How long does it take? There’s no set time limit on backlog refinement. Take your time and make it a part of your ongoing workflow.
- Keep all of your tasks and backlog items in one issuer tracker. It’s messy to use a separate tracker for your product roadmap and backlog. Instead, Planio keeps all your projects and tasks in one place so you can stay organized.
- Remove or flag backlog items that are out of scope. It’s common for issues that were once high-priority to end up at the bottom of your list. If this happens, add them to a custom category for ‘Out of scope.’
- Continuously update and share your backlog. Backlogs are living documents. Make sure they’re always being updated and are somewhere public so other stakeholders and teams can see what you’re working on.
The 7 biggest challenges to running successful Agile ceremonies
Agile ceremonies are one of the core parts of running a successful Agile team. However, many teams make mistakes that derail their ceremonies. Here are a few common ones to watch out for:
- Meeting/Zoom fatigue for remote teams. Agile ceremonies can feel like they take up a lot of time. Make sure to keep meetings short, focused, and valuable, so they don’t feel like a waste.

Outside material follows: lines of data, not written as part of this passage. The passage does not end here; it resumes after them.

//! Query engine for Agora forum search
//!
//! This crate provides:
//! - `normalize`: input cleanup (zero-width characters, quotes, NFC, trim)
//! - `query`: the query language (lexer, filter grammar, date values)
//! - `validate`: the minimum term length gate
//! - `visibility`: who may see what, and filter lookups through that lens
//! - `compiler`: parsed query + scope into index request and predicates
//! - `ranker`: text score × structural weight, explicit orders
//! - `searchers`: one searcher per result kind
//! - `engine`: the `SearchEngine` orchestrator
//! - `blurb`, `cache`, `config`: excerpts, anonymous cache, `search.toml`
//!
//! # Usage
//!
//! ```
//! use agora_core::{Category, CategoryId, Post, PostId, SearchOptions, Topic, TopicId, TypeFilter, UserId};
//! use agora_search::{SearchConfig, SearchEngine};
//! use agora_store::{Catalog, InvertedIndex};
//! use std::sync::Arc;
//!
//! let catalog = Arc::new(Catalog::new());
//! catalog.upsert_category(Category::new(CategoryId(1), "Kitchen", "kitchen"));
//! catalog.upsert_topic(Topic::new(TopicId(1), "Omelettes", UserId(1)).with_category(CategoryId(1)));
//! catalog.upsert_post(Post::new(PostId(1), TopicId(1), 1, UserId(1), "whisk the eggs"));
//!
//! let engine = SearchEngine::new(catalog, Arc::new(InvertedIndex::new()), SearchConfig::default());
//! engine.indexer().rebuild().unwrap();
//!
//! let opts = SearchOptions::new().with_type_filter(TypeFilter::Topic);
//! let results = engine.execute("eggs #kitchen", &opts).unwrap();
//! assert_eq!(results.posts.len(), 1);
//! ```

#![warn(missing_docs)]
#![warn(clippy::all)]

pub mod blurb;
pub mod cache;
pub mod compiler;
pub mod config;
pub mod engine;
pub mod normalize;
pub mod query;
pub mod ranker;
pub mod searchers;
pub mod validate;
pub mod visibility;

pub use compiler::{compile, CompiledQuery, DirectLookup, Predicate, TextQuery};
pub use config::{ExecutionConfig, QueryConfig, RankingConfig, SearchConfig};
pub use engine::SearchEngine;
pub use normalize::normalize;
pub use query::{Filter, FilterSet, Query, QueryToken};
pub use ranker::Ranker;
pub use searchers::{SearchRequest, SearchResponse, Searchable};
pub use validate::{validate, Verdict};
pub use visibility::{Guardian, VisibilityScope};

- Letting Agile ceremonies devolve into technical discussions. Stay on topic and don’t let technical discussion creep up. If they begin (and they will!), gently guide your team back on topic and propose an alternate time to meet to go over the issue.
- Not preparing for planning sessions and sharing sprint goals. The success of each Agile ceremony depends on your willingness to be prepared. Regularly groom your backlog and send out meeting agendas before you meet.
- Getting everyone together. A ceremony needs all relevant parties to be effective. If stakeholders or team members keep missing them, it needs to be addressed.
- Not putting your insights into action. Teams lose faith when their feedback doesn’t get implemented. If you’re running retrospectives but don’t have a change management process for putting your lessons learned into action, your team will give up on them.
- Stopping retrospectives or stand-ups because you ‘don’t need them’ anymore. When your team is motivated and effective, you might not feel like you need to spend time on the regular ceremonies. But they’re a guardrail that keeps you on track. You can reduce the scope of meetings, but don’t cut them out entirely.
- Being too rigid in your ceremony structure. Agile is adaptable, and your ceremonies need to be too. Be flexible in how you work and listen to your teammates’ feedback. While sticking to a structure is good, it can get in the way if you don’t adapt to your workload and working style.
Master the Agile ceremonies for better collaboration
Agile ceremonies can seem like a waste of time — especially when everything is going right. But they’re valuable practices that every team should try to maintain.
When you meet regularly, have open and honest communication, and plan together, you create a better team culture, avoid miscommunication, and enhance collaboration.